#### [Task objective]
Your answer should consist only of the lines below from the one with "echo) to AI" through the one with "exchange for tools", copied exactly.

#### Extracted entries ####

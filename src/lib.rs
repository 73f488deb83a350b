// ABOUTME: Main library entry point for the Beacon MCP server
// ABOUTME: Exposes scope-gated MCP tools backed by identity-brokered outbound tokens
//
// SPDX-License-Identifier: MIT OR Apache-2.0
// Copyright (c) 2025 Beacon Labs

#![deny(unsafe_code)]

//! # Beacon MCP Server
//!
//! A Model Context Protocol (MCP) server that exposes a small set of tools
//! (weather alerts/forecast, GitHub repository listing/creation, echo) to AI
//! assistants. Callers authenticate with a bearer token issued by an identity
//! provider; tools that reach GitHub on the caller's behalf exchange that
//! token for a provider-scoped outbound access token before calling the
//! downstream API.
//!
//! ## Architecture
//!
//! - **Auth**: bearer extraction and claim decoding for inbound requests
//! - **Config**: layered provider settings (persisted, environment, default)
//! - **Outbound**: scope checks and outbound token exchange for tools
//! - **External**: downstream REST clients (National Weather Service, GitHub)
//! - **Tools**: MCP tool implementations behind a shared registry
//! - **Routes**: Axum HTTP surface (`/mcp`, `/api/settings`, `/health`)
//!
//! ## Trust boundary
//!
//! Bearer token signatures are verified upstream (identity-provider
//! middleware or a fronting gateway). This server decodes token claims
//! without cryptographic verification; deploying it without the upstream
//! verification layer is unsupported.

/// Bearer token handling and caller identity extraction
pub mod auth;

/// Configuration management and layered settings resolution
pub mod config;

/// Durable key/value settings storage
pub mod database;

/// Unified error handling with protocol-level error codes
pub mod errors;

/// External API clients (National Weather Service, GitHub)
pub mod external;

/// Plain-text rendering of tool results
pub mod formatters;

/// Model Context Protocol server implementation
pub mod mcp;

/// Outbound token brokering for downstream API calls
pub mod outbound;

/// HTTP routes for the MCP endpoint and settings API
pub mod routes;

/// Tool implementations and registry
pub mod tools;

####
#### Extracted entries ####

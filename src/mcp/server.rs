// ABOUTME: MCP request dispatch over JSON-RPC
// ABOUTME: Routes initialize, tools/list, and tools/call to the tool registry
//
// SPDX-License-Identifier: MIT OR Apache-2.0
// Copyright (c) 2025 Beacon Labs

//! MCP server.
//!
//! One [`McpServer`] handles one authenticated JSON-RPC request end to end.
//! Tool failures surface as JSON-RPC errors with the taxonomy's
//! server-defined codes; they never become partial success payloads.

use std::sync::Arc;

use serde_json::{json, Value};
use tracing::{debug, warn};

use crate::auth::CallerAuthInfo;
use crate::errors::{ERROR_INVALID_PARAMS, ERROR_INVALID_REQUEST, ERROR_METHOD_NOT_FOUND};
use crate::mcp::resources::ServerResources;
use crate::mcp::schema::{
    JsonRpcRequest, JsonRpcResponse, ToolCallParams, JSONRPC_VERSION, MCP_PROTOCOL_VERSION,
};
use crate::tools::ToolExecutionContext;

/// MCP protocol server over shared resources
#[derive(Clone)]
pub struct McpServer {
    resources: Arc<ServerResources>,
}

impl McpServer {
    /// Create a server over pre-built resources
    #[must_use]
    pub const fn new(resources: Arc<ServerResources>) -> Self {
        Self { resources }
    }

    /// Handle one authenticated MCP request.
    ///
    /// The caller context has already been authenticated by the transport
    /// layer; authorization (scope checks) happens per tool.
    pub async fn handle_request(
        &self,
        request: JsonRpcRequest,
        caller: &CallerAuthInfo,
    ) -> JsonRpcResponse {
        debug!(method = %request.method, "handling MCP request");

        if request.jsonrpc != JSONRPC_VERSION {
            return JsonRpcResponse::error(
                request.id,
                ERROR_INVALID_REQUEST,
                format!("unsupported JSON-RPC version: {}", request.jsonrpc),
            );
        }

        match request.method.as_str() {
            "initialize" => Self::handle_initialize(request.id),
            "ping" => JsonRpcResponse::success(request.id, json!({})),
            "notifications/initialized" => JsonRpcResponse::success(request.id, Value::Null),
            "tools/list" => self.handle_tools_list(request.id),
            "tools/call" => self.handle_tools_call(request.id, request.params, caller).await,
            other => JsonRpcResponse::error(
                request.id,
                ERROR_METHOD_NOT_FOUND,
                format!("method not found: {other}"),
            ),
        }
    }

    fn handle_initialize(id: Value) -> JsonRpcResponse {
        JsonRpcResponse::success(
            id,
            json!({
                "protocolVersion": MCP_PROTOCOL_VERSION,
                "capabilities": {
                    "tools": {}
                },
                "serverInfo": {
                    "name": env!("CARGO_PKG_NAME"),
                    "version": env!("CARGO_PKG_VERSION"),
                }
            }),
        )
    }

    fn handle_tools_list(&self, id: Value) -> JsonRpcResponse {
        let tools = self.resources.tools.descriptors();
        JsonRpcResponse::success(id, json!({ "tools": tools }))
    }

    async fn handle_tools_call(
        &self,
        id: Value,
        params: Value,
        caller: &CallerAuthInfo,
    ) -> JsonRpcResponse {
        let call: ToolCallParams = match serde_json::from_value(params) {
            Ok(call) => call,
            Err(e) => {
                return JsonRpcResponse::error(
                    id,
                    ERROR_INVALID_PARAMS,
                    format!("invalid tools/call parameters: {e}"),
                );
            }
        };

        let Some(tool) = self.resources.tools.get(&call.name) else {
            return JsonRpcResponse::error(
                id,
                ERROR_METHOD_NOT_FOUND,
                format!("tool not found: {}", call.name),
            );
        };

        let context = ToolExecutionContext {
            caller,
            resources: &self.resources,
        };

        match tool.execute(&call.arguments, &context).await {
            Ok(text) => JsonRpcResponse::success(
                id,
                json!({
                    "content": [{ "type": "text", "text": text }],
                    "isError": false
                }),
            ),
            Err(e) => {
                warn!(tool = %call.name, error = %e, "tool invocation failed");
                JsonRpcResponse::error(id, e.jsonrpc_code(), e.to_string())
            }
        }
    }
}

####

#### [Result for this task]
//! (weather alerts/forecast, GitHub repository listing/creation, echo) to AI
//! assistants. Callers authenticate with a bearer token issued by an identity
//! provider; tools that reach GitHub on the caller's behalf exchange that
//! token for a provider-scoped outbound access token before calling the
//! downstream API.
//!
//! ## Architecture
//!
//! - **Auth**: bearer extraction and claim decoding for inbound requests
//! - **Config**: layered provider settings (persisted, environment, default)
//! - **Outbound**: scope checks and outbound token exchange for tools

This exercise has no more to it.